• _WORK ORDER_:
Instruction for the data below: set down exactly the lines from the line with "Self::default()" to the line with "pub fn iter(&self)", inclusive, and no others.

• _EXERCISE INPUTS_:
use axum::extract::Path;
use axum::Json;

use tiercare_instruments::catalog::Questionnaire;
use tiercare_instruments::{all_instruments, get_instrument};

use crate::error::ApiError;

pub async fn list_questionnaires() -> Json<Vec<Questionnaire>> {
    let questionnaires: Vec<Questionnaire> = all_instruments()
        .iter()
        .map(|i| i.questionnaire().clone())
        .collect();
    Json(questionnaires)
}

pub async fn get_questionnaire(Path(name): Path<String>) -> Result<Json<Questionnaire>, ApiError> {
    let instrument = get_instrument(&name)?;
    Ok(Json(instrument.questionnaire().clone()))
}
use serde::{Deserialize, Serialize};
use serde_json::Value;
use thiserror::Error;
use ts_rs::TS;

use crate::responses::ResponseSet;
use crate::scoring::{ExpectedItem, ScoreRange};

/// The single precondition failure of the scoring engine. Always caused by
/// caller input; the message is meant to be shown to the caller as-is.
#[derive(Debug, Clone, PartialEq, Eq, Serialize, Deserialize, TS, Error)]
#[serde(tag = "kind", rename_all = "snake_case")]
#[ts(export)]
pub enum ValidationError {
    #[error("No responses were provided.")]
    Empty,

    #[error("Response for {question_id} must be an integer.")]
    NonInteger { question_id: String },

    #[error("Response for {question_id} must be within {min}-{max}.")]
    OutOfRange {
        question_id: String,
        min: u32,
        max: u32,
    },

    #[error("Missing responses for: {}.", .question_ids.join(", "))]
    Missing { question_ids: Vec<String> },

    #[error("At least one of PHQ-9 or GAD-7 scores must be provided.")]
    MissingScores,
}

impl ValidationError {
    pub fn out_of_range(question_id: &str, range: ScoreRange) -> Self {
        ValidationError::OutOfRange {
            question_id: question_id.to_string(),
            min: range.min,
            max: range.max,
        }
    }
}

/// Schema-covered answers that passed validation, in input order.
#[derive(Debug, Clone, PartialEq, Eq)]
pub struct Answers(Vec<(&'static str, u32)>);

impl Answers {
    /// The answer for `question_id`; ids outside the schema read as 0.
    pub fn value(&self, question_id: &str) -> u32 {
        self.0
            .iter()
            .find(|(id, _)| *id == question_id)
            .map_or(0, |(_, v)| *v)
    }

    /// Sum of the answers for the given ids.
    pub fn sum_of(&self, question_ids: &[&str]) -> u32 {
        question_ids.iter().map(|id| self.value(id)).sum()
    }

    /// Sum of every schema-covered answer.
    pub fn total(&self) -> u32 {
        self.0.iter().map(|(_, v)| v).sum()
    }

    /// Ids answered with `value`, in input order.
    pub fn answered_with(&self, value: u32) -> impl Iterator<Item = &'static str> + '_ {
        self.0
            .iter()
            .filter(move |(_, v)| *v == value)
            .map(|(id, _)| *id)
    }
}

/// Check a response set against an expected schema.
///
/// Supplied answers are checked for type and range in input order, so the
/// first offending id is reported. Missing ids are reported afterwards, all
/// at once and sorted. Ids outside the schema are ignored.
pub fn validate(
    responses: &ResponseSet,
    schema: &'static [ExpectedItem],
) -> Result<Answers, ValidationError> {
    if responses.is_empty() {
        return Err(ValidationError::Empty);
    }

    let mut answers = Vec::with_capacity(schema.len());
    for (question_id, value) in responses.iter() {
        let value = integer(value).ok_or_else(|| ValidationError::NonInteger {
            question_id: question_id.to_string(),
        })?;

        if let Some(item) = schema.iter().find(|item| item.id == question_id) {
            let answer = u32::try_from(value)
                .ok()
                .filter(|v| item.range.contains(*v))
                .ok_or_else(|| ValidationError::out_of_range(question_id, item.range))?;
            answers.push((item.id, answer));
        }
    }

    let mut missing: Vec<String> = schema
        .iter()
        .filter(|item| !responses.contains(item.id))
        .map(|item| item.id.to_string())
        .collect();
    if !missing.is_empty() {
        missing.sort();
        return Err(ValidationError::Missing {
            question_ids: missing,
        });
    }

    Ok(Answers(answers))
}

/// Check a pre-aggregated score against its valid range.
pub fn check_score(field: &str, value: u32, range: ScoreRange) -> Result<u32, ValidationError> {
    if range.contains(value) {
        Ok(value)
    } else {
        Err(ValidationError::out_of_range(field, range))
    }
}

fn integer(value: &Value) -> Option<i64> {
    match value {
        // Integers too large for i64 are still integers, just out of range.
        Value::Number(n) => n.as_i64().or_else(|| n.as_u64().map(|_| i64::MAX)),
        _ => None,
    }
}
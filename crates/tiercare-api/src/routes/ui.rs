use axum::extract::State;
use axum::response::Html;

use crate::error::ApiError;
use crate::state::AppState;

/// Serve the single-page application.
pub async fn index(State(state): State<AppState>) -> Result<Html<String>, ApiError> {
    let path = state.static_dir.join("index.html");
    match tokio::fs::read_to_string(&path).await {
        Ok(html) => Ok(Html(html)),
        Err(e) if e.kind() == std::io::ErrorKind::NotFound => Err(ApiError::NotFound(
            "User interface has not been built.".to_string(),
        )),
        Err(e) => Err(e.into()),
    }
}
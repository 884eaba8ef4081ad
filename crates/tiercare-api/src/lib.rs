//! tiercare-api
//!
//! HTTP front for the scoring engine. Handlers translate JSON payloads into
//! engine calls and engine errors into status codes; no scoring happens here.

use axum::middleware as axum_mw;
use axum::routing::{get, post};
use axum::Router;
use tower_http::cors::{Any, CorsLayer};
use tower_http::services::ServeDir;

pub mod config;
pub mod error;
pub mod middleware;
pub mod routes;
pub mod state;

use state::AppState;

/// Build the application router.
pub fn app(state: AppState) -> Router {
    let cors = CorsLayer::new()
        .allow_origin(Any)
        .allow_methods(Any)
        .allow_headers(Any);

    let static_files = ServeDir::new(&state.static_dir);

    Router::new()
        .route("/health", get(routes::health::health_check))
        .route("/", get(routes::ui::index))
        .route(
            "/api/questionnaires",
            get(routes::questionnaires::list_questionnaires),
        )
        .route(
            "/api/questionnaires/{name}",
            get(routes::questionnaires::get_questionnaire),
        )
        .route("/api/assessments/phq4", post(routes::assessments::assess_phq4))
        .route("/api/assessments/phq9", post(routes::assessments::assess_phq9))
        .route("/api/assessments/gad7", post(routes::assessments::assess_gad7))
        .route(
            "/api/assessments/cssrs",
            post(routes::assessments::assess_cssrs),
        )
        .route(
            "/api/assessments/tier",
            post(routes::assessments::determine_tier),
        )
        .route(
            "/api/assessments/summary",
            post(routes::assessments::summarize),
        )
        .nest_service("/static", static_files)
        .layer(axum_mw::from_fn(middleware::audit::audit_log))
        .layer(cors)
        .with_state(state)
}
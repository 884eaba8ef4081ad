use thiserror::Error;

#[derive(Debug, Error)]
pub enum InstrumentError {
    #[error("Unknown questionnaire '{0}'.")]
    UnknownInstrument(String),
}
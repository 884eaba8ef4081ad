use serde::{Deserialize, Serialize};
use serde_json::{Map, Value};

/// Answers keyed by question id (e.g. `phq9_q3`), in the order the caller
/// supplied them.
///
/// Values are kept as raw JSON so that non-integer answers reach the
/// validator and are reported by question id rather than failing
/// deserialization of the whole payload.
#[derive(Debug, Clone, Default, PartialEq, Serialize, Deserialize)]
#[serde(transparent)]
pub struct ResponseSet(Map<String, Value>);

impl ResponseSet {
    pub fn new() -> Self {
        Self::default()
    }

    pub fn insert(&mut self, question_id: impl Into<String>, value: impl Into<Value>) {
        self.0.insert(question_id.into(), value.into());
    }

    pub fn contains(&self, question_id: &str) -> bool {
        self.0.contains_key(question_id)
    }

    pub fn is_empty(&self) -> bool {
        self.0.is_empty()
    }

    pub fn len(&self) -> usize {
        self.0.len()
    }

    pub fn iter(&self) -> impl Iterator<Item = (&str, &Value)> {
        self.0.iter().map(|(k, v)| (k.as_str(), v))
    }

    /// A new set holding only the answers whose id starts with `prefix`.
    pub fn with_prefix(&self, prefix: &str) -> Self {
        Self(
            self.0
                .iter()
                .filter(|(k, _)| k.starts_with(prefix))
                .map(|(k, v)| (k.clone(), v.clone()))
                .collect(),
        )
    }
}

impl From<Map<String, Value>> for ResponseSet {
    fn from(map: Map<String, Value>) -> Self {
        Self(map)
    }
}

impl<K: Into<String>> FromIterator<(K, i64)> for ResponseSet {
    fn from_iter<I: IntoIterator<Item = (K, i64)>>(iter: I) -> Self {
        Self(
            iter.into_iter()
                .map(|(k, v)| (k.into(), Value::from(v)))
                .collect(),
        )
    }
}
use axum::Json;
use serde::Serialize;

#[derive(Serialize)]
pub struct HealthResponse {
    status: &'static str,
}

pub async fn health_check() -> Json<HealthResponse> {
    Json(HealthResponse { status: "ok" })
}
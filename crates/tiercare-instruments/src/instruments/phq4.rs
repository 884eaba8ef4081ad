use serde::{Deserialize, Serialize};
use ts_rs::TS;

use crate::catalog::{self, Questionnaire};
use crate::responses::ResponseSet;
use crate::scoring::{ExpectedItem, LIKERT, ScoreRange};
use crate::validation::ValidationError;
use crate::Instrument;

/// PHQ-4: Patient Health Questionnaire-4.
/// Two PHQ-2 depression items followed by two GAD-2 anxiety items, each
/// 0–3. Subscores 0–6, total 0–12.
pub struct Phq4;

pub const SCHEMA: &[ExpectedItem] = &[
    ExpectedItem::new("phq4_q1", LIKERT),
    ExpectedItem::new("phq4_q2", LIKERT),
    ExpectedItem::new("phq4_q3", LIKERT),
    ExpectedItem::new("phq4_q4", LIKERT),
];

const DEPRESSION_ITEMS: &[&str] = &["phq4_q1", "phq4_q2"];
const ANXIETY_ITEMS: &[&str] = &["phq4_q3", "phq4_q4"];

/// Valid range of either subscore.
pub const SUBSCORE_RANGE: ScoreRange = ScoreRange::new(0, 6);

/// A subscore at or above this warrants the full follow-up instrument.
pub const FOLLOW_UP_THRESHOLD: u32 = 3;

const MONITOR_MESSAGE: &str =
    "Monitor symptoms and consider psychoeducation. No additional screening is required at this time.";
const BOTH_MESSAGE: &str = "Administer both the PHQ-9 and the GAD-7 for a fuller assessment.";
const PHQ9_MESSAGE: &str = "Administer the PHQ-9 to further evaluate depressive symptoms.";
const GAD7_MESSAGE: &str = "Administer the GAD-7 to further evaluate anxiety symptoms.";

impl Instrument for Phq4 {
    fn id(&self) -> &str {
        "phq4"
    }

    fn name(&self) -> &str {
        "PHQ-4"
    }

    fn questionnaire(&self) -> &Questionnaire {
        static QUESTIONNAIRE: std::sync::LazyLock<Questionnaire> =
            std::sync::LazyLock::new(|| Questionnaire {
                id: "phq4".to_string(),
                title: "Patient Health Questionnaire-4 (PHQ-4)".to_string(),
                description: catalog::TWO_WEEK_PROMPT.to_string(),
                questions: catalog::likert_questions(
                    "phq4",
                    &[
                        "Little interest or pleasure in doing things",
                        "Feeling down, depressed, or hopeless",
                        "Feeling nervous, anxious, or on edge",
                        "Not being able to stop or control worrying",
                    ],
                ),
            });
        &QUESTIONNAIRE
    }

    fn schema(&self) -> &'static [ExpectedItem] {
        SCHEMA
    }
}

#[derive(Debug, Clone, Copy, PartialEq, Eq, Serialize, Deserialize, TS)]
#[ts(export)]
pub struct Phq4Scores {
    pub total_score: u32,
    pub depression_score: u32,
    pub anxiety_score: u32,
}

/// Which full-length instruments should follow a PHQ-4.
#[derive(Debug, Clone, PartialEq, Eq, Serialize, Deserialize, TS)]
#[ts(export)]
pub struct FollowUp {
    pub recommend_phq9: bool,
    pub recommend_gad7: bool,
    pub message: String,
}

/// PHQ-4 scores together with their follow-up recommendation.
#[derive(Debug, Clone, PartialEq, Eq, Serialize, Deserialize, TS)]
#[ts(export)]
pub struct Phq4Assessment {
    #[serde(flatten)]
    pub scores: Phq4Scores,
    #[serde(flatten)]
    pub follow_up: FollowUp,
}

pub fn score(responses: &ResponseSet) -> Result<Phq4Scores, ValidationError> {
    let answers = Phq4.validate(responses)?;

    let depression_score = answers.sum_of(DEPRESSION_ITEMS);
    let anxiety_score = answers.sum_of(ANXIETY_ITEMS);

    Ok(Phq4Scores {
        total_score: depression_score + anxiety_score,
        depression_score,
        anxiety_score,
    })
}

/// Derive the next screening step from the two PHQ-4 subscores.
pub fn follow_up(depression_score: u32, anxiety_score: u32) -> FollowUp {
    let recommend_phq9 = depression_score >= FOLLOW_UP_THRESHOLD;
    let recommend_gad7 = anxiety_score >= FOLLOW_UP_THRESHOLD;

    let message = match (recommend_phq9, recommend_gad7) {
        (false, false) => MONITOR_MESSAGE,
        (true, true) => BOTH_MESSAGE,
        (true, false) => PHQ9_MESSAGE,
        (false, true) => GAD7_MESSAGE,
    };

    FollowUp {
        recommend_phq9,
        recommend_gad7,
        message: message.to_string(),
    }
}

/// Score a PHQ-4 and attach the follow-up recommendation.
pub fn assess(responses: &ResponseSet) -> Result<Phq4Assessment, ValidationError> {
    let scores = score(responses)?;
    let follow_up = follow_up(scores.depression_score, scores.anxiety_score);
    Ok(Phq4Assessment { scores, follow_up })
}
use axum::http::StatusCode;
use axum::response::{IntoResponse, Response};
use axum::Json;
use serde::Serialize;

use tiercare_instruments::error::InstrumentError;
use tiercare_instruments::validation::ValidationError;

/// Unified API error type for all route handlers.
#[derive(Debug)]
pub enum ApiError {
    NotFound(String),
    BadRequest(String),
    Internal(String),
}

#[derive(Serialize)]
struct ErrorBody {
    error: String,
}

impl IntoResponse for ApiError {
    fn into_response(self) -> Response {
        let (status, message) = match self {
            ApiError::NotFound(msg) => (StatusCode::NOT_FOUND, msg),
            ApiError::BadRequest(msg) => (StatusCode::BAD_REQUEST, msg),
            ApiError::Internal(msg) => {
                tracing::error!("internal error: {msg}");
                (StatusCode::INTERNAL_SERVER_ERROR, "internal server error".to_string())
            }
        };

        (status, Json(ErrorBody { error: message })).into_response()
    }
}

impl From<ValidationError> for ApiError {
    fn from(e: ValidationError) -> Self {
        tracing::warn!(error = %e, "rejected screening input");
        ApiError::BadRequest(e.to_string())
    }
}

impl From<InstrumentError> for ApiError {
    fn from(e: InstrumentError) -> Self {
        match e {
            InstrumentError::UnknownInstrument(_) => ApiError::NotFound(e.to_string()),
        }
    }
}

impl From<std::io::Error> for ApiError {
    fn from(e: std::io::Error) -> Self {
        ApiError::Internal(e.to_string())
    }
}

• _EXPECTED OUTPUT_:
        Self::default()
    }

    pub fn insert(&mut self, question_id: impl Into<String>, value: impl Into<Value>) {
        self.0.insert(question_id.into(), value.into());
    }

    pub fn contains(&self, question_id: &str) -> bool {
        self.0.contains_key(question_id)
    }

    pub fn is_empty(&self) -> bool {
        self.0.is_empty()
    }

    pub fn len(&self) -> usize {
        self.0.len()
    }

    pub fn iter(&self) -> impl Iterator<Item = (&str, &Value)> {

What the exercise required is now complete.